Motherhood

  • Calgon, take me away

    Oh my word have we had a week around here. The whining, the crying, the fit throwing have been legendary and Caroline has been even worse.

    Nothing like combining a long weekend road trip with a sinus infection and lack of sleep to come up with one bad cocktail. Speaking of which, I could really use one.

    Our day started this morning at the most ungodly hour of 5:20 a.m. and I am not kidding when I say that I started crying. Caroline has been such a bear this week that I was hoping for a reprieve until at least 6:30, but no such luck.

    So at 5:30, I put her in my bed and spent the next hour listening to her say that she’s thirsty, she needs Ernie, she needs her blanket. These are all things that she would have had access to had she been in her own bed by the way. Finally at 6:30, I turned on Higglytown Heroes and prayed those little Weeble Wobble wannabes would buy me at least another 30 minutes of sleep.
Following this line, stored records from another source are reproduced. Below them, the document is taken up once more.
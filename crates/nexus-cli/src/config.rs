//! Configuration management for the CLI.

use crate::error::{CliError, Result};
use nexus_pipeline::PipelineConfig;
use serde::{Deserialize, Serialize};
use std::fs;
use std::path::{Path, PathBuf};

/// CLI configuration.
#[derive(Debug, Clone, Default, Serialize, Deserialize)]
pub struct Config {
    /// Global settings
    #[serde(default)]
    pub settings: Settings,

    /// Generation pipeline settings
    #[serde(default)]
    pub pipeline: PipelineConfig,
}

/// Global CLI settings.
#[derive(Debug, Clone, Serialize, Deserialize)]
pub struct Settings {
    /// Enable colored output
    #[serde(default = "default_true")]
    pub color: bool,

    /// Default output format
    #[serde(default = "default_format")]
    pub format: OutputFormat,
}

/// Output format.
#[derive(Debug, Clone, Copy, PartialEq, Eq, Serialize, Deserialize)]
#[serde(rename_all = "lowercase")]
pub enum OutputFormat {
    /// Human-readable text
    Text,
    /// JSON format
    Json,
}

impl Config {
    /// Get the default configuration file path (`~/.nexus/config.toml`).
    pub fn path() -> Result<PathBuf> {
        let home = dirs::home_dir().ok_or_else(|| CliError::Config("Could not find home directory".into()))?;
        Ok(home.join(".nexus").join("config.toml"))
    }

    /// Load configuration from the default path, or defaults if it does not exist.
    pub fn load() -> Result<Self> {
        let path = Self::path()?;

        if path.exists() {
            Self::load_from(&path)
        } else {
            Ok(Self::default())
        }
    }

    /// Load configuration from an explicit file.
    pub fn load_from(path: &Path) -> Result<Self> {
        let contents = fs::read_to_string(path)?;
        let config: Config = toml::from_str(&contents)?;
        config.pipeline.validate().map_err(CliError::Config)?;
        Ok(config)
    }

    /// Save configuration to a file.
    pub fn save_to(&self, path: &Path) -> Result<()> {
        // Create parent directory if it doesn't exist
        if let Some(parent) = path.parent() {
            fs::create_dir_all(parent)?;
        }

        let contents = toml::to_string_pretty(self)
            .map_err(|e| CliError::Config(format!("Failed to serialize config: {}", e)))?;
        fs::write(path, contents)?;
        Ok(())
    }
}

impl Default for Settings {
    fn default() -> Self {
        Self {
            color: true,
            format: OutputFormat::Text,
        }
    }
}

fn default_true() -> bool {
    true
}

fn default_format() -> OutputFormat {
    OutputFormat::Text
}

#[cfg(test)]
mod tests {
    use super::*;
    use nexus_llm::ProviderKind;

    #[test]
    fn test_default_config() {
        let config = Config::default();
        assert!(config.settings.color);
        assert_eq!(config.settings.format, OutputFormat::Text);
        assert_eq!(config.pipeline, PipelineConfig::default());
    }

    #[test]
    fn test_save_and_load() {
        let dir = tempfile::tempdir().unwrap();
        let path = dir.path().join("nested").join("config.toml");

        let mut config = Config::default();
        config.settings.format = OutputFormat::Json;
        config.pipeline = PipelineConfig::resilient();
        config.save_to(&path).unwrap();

        let loaded = Config::load_from(&path).unwrap();
        assert_eq!(loaded.settings.format, OutputFormat::Json);
        assert_eq!(loaded.pipeline, PipelineConfig::resilient());
    }

    #[test]
    fn test_load_partial_file() {
        let dir = tempfile::tempdir().unwrap();
        let path = dir.path().join("config.toml");
        fs::write(
            &path,
            r#"
            [settings]
            color = false

            [pipeline.chains]
            post = ["cohere"]
            "#,
        )
        .unwrap();

        let config = Config::load_from(&path).unwrap();
        assert!(!config.settings.color);
        assert_eq!(config.pipeline.chains.post, vec![ProviderKind::Cohere]);
    }

    #[test]
    fn test_invalid_pipeline_rejected() {
        let dir = tempfile::tempdir().unwrap();
        let path = dir.path().join("config.toml");
        fs::write(&path, "[pipeline]\nprovider_timeout_secs = 0\n").unwrap();

        assert!(matches!(Config::load_from(&path), Err(CliError::Config(_))));
    }
}
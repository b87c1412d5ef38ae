//! Nexus Server CLI
//!
//! Starts the HTTP server for content generation.

use nexus_server::{config::ServerConfig, start_server, ServerError};
use std::env;
use std::process;

#[tokio::main]
async fn main() {
    if let Err(e) = run().await {
        eprintln!("Error: {}", e);
        process::exit(1);
    }
}

async fn run() -> Result<(), ServerError> {
    // Parse command-line arguments
    let args: Vec<String> = env::args().collect();

    let config = if args.len() > 2 && args[1] == "--config" {
        // Load from specified config file
        let config_path = &args[2];
        ServerConfig::from_file(config_path)?
    } else if args.len() > 1 && args[1] == "--help" {
        print_help();
        process::exit(0);
    } else {
        // Use default configuration
        eprintln!("Warning: No config file specified, using default configuration");
        eprintln!("Usage: nexus-server --config <path-to-config.toml>");
        eprintln!();
        ServerConfig::default_test_config()
    };

    // Start the server
    start_server(config.with_env_overrides()).await?;

    Ok(())
}

fn print_help() {
    println!("Nexus Server - Multi-Provider Content Generation");
    println!();
    println!("USAGE:");
    println!("    nexus-server --config <path-to-config.toml>");
    println!();
    println!("OPTIONS:");
    println!("    --config <file>    Load configuration from TOML file");
    println!("    --help             Print this help message");
    println!();
    println!("EXAMPLE:");
    println!("    nexus-server --config config/server.toml");
    println!();
    println!("CONFIGURATION:");
    println!("    The TOML config file may contain:");
    println!("    - bind_address: IP address to bind (default: '127.0.0.1')");
    println!("    - bind_port: Port number (default: 3000)");
    println!("    - [pipeline]: provider_timeout_secs, [pipeline.chains], [pipeline.providers.*]");
    println!();
    println!("ENVIRONMENT:");
    println!("    PORT                Overrides bind_port");
    println!("    GEMINI_API_KEY      Enables the Gemini provider");
    println!("    GROQ_API_KEY        Enables the Groq provider");
    println!("    COHERE_API_KEY      Enables the Cohere provider");
    println!("    RUST_LOG            Log filter (default: info)");
    println!();
}
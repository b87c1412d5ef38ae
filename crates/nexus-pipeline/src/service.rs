//! Public generation operations
//!
//! `GenerationService` wires prompts, the failover chain for each task, and
//! shape decoding into the operations callers use. Post and carousel
//! generation never fail: the worst case is simulated output.

use crate::config::PipelineConfig;
use crate::error::PipelineError;
use crate::image::{image_url, random_seed};
use crate::orchestrator::FailoverOrchestrator;
use crate::parser::{decode_posts, decode_slides, JsonExtractor};
use crate::prompt::PromptBuilder;
use crate::simulation::Simulation;
use crate::types::{Generated, ImagePrompt};
use nexus_domain::{CarouselRequest, CarouselSlide, GenerationRequest, ImageRequest, PostVariation};
use nexus_llm::{ProviderRegistry, ProviderStatus, TextProvider};
use std::sync::Arc;
use std::time::Duration;
use tracing::{debug, info, instrument};

/// Topic returned when no provider can suggest one
pub const FALLBACK_TOPIC: &str = "The Future of AI Agents";

/// The generation pipeline's public surface
#[derive(Clone)]
pub struct GenerationService {
    orchestrator: FailoverOrchestrator,
    post_chain: Vec<Arc<dyn TextProvider>>,
    carousel_chain: Vec<Arc<dyn TextProvider>>,
    auxiliary: Option<Arc<dyn TextProvider>>,
    statuses: Vec<ProviderStatus>,
}

impl GenerationService {
    /// Create a service from explicit chains
    pub fn new(
        post_chain: Vec<Arc<dyn TextProvider>>,
        carousel_chain: Vec<Arc<dyn TextProvider>>,
        provider_timeout: Duration,
    ) -> Self {
        Self {
            orchestrator: FailoverOrchestrator::new(provider_timeout),
            post_chain,
            carousel_chain,
            auxiliary: None,
            statuses: Vec::new(),
        }
    }

    /// Build adapters from configuration and resolve every chain
    pub fn from_config(config: &PipelineConfig) -> Result<Self, PipelineError> {
        config.validate().map_err(PipelineError::Config)?;
        let registry = ProviderRegistry::from_config(&config.providers)?;
        Ok(Self::from_registry(&registry, config))
    }

    /// Resolve chains against an existing registry
    pub fn from_registry(registry: &ProviderRegistry, config: &PipelineConfig) -> Self {
        let service = Self::new(
            registry.chain(&config.chains.post),
            registry.chain(&config.chains.carousel),
            config.provider_timeout(),
        );
        let auxiliary = config.chains.auxiliary.and_then(|kind| registry.get(kind));

        info!(
            post_chain = ?config.chains.post,
            carousel_chain = ?config.chains.carousel,
            auxiliary = ?config.chains.auxiliary,
            "Generation service ready"
        );

        Self {
            auxiliary,
            statuses: registry.statuses(),
            ..service
        }
    }

    /// Set the provider used for image prompts and topic suggestions
    pub fn with_auxiliary(mut self, provider: Arc<dyn TextProvider>) -> Self {
        self.auxiliary = Some(provider);
        self
    }

    /// Replace the JSON extractor used on provider output
    pub fn with_extractor(mut self, extractor: Arc<dyn JsonExtractor>) -> Self {
        self.orchestrator = self.orchestrator.with_extractor(extractor);
        self
    }

    /// Provider names of the post chain, in order
    pub fn post_chain_names(&self) -> Vec<String> {
        chain_names(&self.post_chain)
    }

    /// Provider names of the carousel chain, in order
    pub fn carousel_chain_names(&self) -> Vec<String> {
        chain_names(&self.carousel_chain)
    }

    /// Configuration status of registered providers (empty for explicit chains)
    pub fn provider_statuses(&self) -> &[ProviderStatus] {
        &self.statuses
    }

    /// Generate exactly three post variations
    #[instrument(skip(self, request), fields(topic = %request.topic()))]
    pub async fn generate_post_variations(
        &self,
        request: &GenerationRequest,
    ) -> Generated<Vec<PostVariation>> {
        let prompt = PromptBuilder::post(request);
        self.orchestrator
            .run("post", &prompt, &self.post_chain, decode_posts, || {
                Simulation::posts(request.topic())
            })
            .await
    }

    /// Generate exactly `slide_count` carousel slides
    #[instrument(skip(self, request), fields(topic = %request.topic(), slides = request.slide_count()))]
    pub async fn generate_carousel_slides(
        &self,
        request: &CarouselRequest,
    ) -> Generated<Vec<CarouselSlide>> {
        let prompt = PromptBuilder::carousel(request);
        let expected = request.slide_count() as usize;
        self.orchestrator
            .run(
                "carousel",
                &prompt,
                &self.carousel_chain,
                |value| decode_slides(value, expected),
                || Simulation::slides(request.topic(), request.slide_count()),
            )
            .await
    }

    /// Build an image URL, refining the prompt with the auxiliary provider when possible
    ///
    /// Refinement is best effort: any failure falls back to the raw topic.
    pub async fn generate_image_prompt(
        &self,
        request: &ImageRequest,
    ) -> Result<ImagePrompt, PipelineError> {
        let refined = self
            .auxiliary_text(&PromptBuilder::image_description(request))
            .await;
        let prompt = refined.unwrap_or_else(|| request.topic().to_string());

        let image_url = image_url(&prompt, random_seed())?;
        debug!(%image_url, "Built image URL");
        Ok(ImagePrompt { image_url, prompt })
    }

    /// Suggest a trending topic, or [`FALLBACK_TOPIC`]
    pub async fn suggest_topic(&self) -> String {
        self.auxiliary_text(PromptBuilder::topic_suggestion())
            .await
            .map(|text| text.replace('"', "").trim().to_string())
            .filter(|topic| !topic.is_empty())
            .unwrap_or_else(|| FALLBACK_TOPIC.to_string())
    }

    async fn auxiliary_text(&self, prompt: &str) -> Option<String> {
        let provider = self.auxiliary.as_ref()?;
        match self.orchestrator.call(provider.as_ref(), prompt).await {
            Ok(text) => {
                let text = text.trim();
                (!text.is_empty()).then(|| text.to_string())
            }
            Err(e) => {
                debug!(provider = provider.name(), error = %e, "Auxiliary call failed");
                None
            }
        }
    }
}

fn chain_names(chain: &[Arc<dyn TextProvider>]) -> Vec<String> {
    chain.iter().map(|p| p.name().to_string()).collect()
}
//! Nexus CLI - Command-line interface for multi-provider content generation.

use clap::Parser;
use nexus_cli::commands;
use nexus_cli::config::OutputFormat;
use nexus_cli::{Cli, Command, Config, Formatter};
use nexus_pipeline::GenerationService;
use std::path::PathBuf;
use tracing_subscriber::EnvFilter;

#[tokio::main]
async fn main() {
    if let Err(e) = run().await {
        eprintln!("Error: {}", e);
        std::process::exit(1);
    }
}

async fn run() -> nexus_cli::Result<()> {
    // Parse CLI arguments
    let cli = Cli::parse();

    // Logs go to stderr so JSON output stays clean
    tracing_subscriber::fmt()
        .with_env_filter(EnvFilter::try_new(&cli.log).unwrap_or_else(|_| EnvFilter::new("warn")))
        .with_writer(std::io::stderr)
        .init();

    let config_path = match &cli.config {
        Some(path) => PathBuf::from(path),
        None => Config::path()?,
    };

    // Init writes the file, so it must not require one to exist
    if let Command::Init(args) = cli.command {
        let formatter = Formatter::new(OutputFormat::Text, !cli.no_color);
        return commands::execute_init(args, &config_path, &formatter);
    }

    // An explicit config path must exist; the default one is optional
    let config = if cli.config.is_some() {
        Config::load_from(&config_path)?
    } else {
        Config::load()?
    };
    let config = Config {
        pipeline: config.pipeline.with_env_overrides(),
        ..config
    };

    // Determine output format
    let format = cli
        .format
        .map(Into::into)
        .unwrap_or(config.settings.format);

    // Determine color setting
    let color_enabled = !cli.no_color && config.settings.color;

    // Create formatter
    let formatter = Formatter::new(format, color_enabled);

    // Handle commands
    match cli.command {
        Command::Post(args) => {
            let service = GenerationService::from_config(&config.pipeline)?;
            commands::execute_post(args, &service, &formatter).await?;
        }
        Command::Carousel(args) => {
            let service = GenerationService::from_config(&config.pipeline)?;
            commands::execute_carousel(args, &service, &formatter).await?;
        }
        Command::Image(args) => {
            let service = GenerationService::from_config(&config.pipeline)?;
            commands::execute_image(args, &service, &formatter).await?;
        }
        Command::Suggest => {
            let service = GenerationService::from_config(&config.pipeline)?;
            commands::execute_suggest(&service, &formatter).await?;
        }
        Command::Providers => {
            let service = GenerationService::from_config(&config.pipeline)?;
            commands::execute_providers(&service, &formatter)?;
        }
        Command::Models => {
            commands::execute_models(&config, &formatter).await?;
        }
        Command::Init(_) => {}
    }

    Ok(())
}
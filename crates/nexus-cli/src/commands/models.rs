//! Models command implementation.

use crate::config::Config;
use crate::error::{CliError, Result};
use crate::output::Formatter;
use nexus_llm::{GeminiProvider, TextProvider};
use tracing::debug;

/// Execute the models command.
///
/// Lists the Gemini models that accept `generateContent` for the configured
/// key. Useful when a model id in the config stops resolving.
pub async fn execute_models(config: &Config, formatter: &Formatter) -> Result<()> {
    let providers = &config.pipeline.providers;
    let gemini = GeminiProvider::new(&providers.gemini, providers.request_timeout())?;

    if !gemini.is_configured() {
        return Err(CliError::Config(
            "Gemini API key missing: set GEMINI_API_KEY or [pipeline.providers.gemini] api_key"
                .to_string(),
        ));
    }

    let models = gemini.list_models().await?;
    debug!(count = models.len(), "Listed Gemini models");

    println!("{}", formatter.format_models(&models)?);

    Ok(())
}
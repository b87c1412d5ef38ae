//! Cohere provider
//!
//! Cohere's chat endpoint takes a single message, so the JSON-only instruction
//! is appended to the prompt as plain language. Prompts that ask for plain
//! text (they contain [`TEXT_ONLY_MARKER`]) are sent unchanged.

use crate::config::ProviderSettings;
use crate::http::{build_client, send_json};
use crate::{ProviderError, TextProvider};
use async_trait::async_trait;
use reqwest::Client;
use serde::{Deserialize, Serialize};
use std::time::Duration;
use tracing::debug;

/// Default Cohere API base URL
pub const DEFAULT_ENDPOINT: &str = "https://api.cohere.com/v1";

/// Default Cohere model
pub const DEFAULT_MODEL: &str = "command-r-plus";

/// Suffix appended to prompts that expect a JSON array
pub const JSON_ONLY_SUFFIX: &str = " Respond with valid JSON array only. No markdown.";

/// Marks a prompt whose answer is plain text
pub const TEXT_ONLY_MARKER: &str = "No JSON.";

const PROVIDER_NAME: &str = "cohere";

/// Cohere chat provider
pub struct CohereProvider {
    client: Client,
    api_key: Option<String>,
    model: String,
    endpoint: String,
    timeout: Duration,
}

#[derive(Debug, Serialize)]
struct ChatRequest {
    message: String,
    model: String,
}

#[derive(Debug, Deserialize)]
struct ChatResponse {
    #[serde(default)]
    text: String,
}

impl CohereProvider {
    /// Create a Cohere provider from settings
    pub fn new(settings: &ProviderSettings, timeout: Duration) -> Result<Self, ProviderError> {
        Ok(Self {
            client: build_client(timeout)?,
            api_key: settings.api_key().map(str::to_string),
            model: settings
                .model
                .clone()
                .unwrap_or_else(|| DEFAULT_MODEL.to_string()),
            endpoint: settings
                .endpoint
                .clone()
                .unwrap_or_else(|| DEFAULT_ENDPOINT.to_string()),
            timeout,
        })
    }

    fn request_body(&self, prompt: &str) -> ChatRequest {
        let message = if prompt.contains(TEXT_ONLY_MARKER) {
            prompt.to_string()
        } else {
            format!("{}{}", prompt, JSON_ONLY_SUFFIX)
        };
        ChatRequest {
            message,
            model: self.model.clone(),
        }
    }
}

#[async_trait]
impl TextProvider for CohereProvider {
    fn name(&self) -> &str {
        PROVIDER_NAME
    }

    fn is_configured(&self) -> bool {
        self.api_key.is_some()
    }

    async fn generate(&self, prompt: &str) -> Result<String, ProviderError> {
        let key = self.api_key.as_deref().ok_or_else(|| ProviderError::Unavailable {
            provider: PROVIDER_NAME.to_string(),
        })?;
        let url = format!("{}/chat", self.endpoint);

        debug!(model = %self.model, prompt_len = prompt.len(), "Sending request to Cohere");

        let response: ChatResponse = send_json(
            PROVIDER_NAME,
            self.client
                .post(&url)
                .bearer_auth(key)
                .json(&self.request_body(prompt)),
            self.timeout,
        )
        .await?;

        if response.text.trim().is_empty() {
            return Err(ProviderError::InvalidResponse(
                "Cohere returned empty text".to_string(),
            ));
        }
        Ok(response.text)
    }
}
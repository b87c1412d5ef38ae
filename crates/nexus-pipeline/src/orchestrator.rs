//! Ordered failover across text providers
//!
//! Providers are tried strictly in chain order, one at a time. An attempt
//! succeeds only when the provider answers within the timeout AND its output
//! decodes into the full requested shape. Any failure moves on to the next
//! provider; when the chain is exhausted the simulation answers instead.

use crate::error::{AttemptFailure, ExtractError};
use crate::parser::{BracketSliceExtractor, JsonExtractor};
use crate::types::{FailedAttempt, Generated, Source};
use nexus_llm::{ProviderError, TextProvider};
use serde_json::Value;
use std::sync::Arc;
use std::time::Duration;
use tracing::{debug, info, warn};

/// Runs a prompt through a failover chain
#[derive(Clone)]
pub struct FailoverOrchestrator {
    extractor: Arc<dyn JsonExtractor>,
    provider_timeout: Duration,
}

impl FailoverOrchestrator {
    /// Create an orchestrator with the default extractor
    pub fn new(provider_timeout: Duration) -> Self {
        Self {
            extractor: Arc::new(BracketSliceExtractor),
            provider_timeout,
        }
    }

    /// Replace the JSON extractor
    pub fn with_extractor(mut self, extractor: Arc<dyn JsonExtractor>) -> Self {
        self.extractor = extractor;
        self
    }

    /// Per-provider timeout
    pub fn provider_timeout(&self) -> Duration {
        self.provider_timeout
    }

    /// Try each provider in `chain` until one yields decodable output
    ///
    /// `decode` turns the extracted JSON into the caller's type and must reject
    /// anything short of a complete result. `simulate` runs only when every
    /// provider has failed.
    pub async fn run<T, D, S>(
        &self,
        task: &str,
        prompt: &str,
        chain: &[Arc<dyn TextProvider>],
        decode: D,
        simulate: S,
    ) -> Generated<T>
    where
        D: Fn(Value) -> Result<T, ExtractError>,
        S: FnOnce() -> T,
    {
        let mut attempts = Vec::new();

        for (position, provider) in chain.iter().enumerate() {
            let name = provider.name().to_string();
            debug!(task, provider = %name, position, "Trying provider");

            match self.attempt(provider.as_ref(), prompt, &decode).await {
                Ok(data) => {
                    info!(task, provider = %name, failed_attempts = attempts.len(), "Provider succeeded");
                    return Generated {
                        data,
                        source: Source::Provider(name),
                        attempts,
                    };
                }
                Err(reason) => {
                    if reason.is_unavailable() {
                        debug!(task, provider = %name, "Provider not configured, skipping");
                    } else {
                        warn!(task, provider = %name, error = %reason, "Provider attempt failed");
                    }
                    attempts.push(FailedAttempt {
                        provider: name,
                        reason,
                    });
                }
            }
        }

        warn!(
            task,
            chain_len = chain.len(),
            "All providers failed, using simulation"
        );
        Generated {
            data: simulate(),
            source: Source::Simulation,
            attempts,
        }
    }

    /// Single best-effort call with the timeout applied; no extraction
    pub async fn call(&self, provider: &dyn TextProvider, prompt: &str) -> Result<String, ProviderError> {
        match tokio::time::timeout(self.provider_timeout, provider.generate(prompt)).await {
            Ok(result) => result,
            Err(_) => Err(ProviderError::Timeout(self.provider_timeout)),
        }
    }

    async fn attempt<T, D>(
        &self,
        provider: &dyn TextProvider,
        prompt: &str,
        decode: &D,
    ) -> Result<T, AttemptFailure>
    where
        D: Fn(Value) -> Result<T, ExtractError>,
    {
        let raw = self.call(provider, prompt).await?;
        let value = self.extractor.extract(&raw)?;
        Ok(decode(value)?)
    }
}
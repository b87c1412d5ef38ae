//! Init command implementation.

use crate::cli::InitArgs;
use crate::config::Config;
use crate::error::{CliError, Result};
use crate::output::Formatter;
use std::path::Path;

/// Execute the init command.
///
/// API keys are left out of the written file; they are read from the
/// environment unless added by hand.
pub fn execute_init(args: InitArgs, path: &Path, formatter: &Formatter) -> Result<()> {
    if path.exists() && !args.force {
        return Err(CliError::NotPermitted(format!(
            "{} already exists (use --force to overwrite)",
            path.display()
        )));
    }

    Config::default().save_to(path)?;

    println!(
        "{}",
        formatter.success(&format!("Wrote configuration to {}", path.display()))
    );
    Ok(())
}
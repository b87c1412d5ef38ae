//! Shared HTTP plumbing for the network adapters

use crate::ProviderError;
use reqwest::{Client, RequestBuilder, StatusCode};
use serde::de::DeserializeOwned;
use std::time::Duration;

/// Build a client with a transport-level timeout
pub(crate) fn build_client(timeout: Duration) -> Result<Client, ProviderError> {
    Client::builder()
        .timeout(timeout)
        .build()
        .map_err(|e| ProviderError::Communication(format!("Failed to create HTTP client: {}", e)))
}

/// Send `request` once and decode a JSON body of type `R`
pub(crate) async fn send_json<R>(
    provider: &str,
    request: RequestBuilder,
    timeout: Duration,
) -> Result<R, ProviderError>
where
    R: DeserializeOwned,
{
    let response = request
        .send()
        .await
        .map_err(|e| transport_error(e, timeout))?;

    let status = response.status();
    if status == StatusCode::TOO_MANY_REQUESTS {
        return Err(ProviderError::RateLimited {
            provider: provider.to_string(),
        });
    }
    if !status.is_success() {
        let body = response
            .text()
            .await
            .unwrap_or_else(|_| "Unknown error".to_string());
        return Err(ProviderError::Http {
            status: status.as_u16(),
            body,
        });
    }

    response
        .json::<R>()
        .await
        .map_err(|e| ProviderError::InvalidResponse(format!("Failed to parse response: {}", e)))
}

fn transport_error(e: reqwest::Error, timeout: Duration) -> ProviderError {
    if e.is_timeout() {
        ProviderError::Timeout(timeout)
    } else {
        ProviderError::Communication(format!("Request failed: {}", e))
    }
}
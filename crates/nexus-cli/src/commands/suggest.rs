//! Suggest command implementation.

use crate::error::Result;
use crate::output::Formatter;
use nexus_pipeline::GenerationService;

/// Execute the suggest command.
pub async fn execute_suggest(service: &GenerationService, formatter: &Formatter) -> Result<()> {
    let topic = service.suggest_topic().await;
    println!("{}", formatter.format_topic(&topic)?);
    Ok(())
}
Apparently, I was being a huge optimist.

    I had agreed to keep Gulley’s boys this morning because she had to take her husband to a doctor’s appointment. Of course I had agreed to this last week when my own child was still a delight to be around the majority of the time and I didn’t have a lingering cold. But that Gulley, she is dependable and showed up bearing donuts, homemade chocolate chip cookies and a gift certificate for a pedicure. For that, I would’ve kept her boys for the whole week or well you know, the day.

    Jacks and Will were perfectly pleasant. Will even let me hold him and kiss his little baby fat cheeks which isn’t common for him and just thrilled me.

    About mid-morning, Caroline was in full meltdown mode. I sent her to timeout which then caused Will to start crying and then I looked at Jacks and his lip started to tremble as he said, “I just want to go to my house”. And I wanted to say “Yes, please let’s go to your house and leave this crazed, sleep deprived 3 year old here”.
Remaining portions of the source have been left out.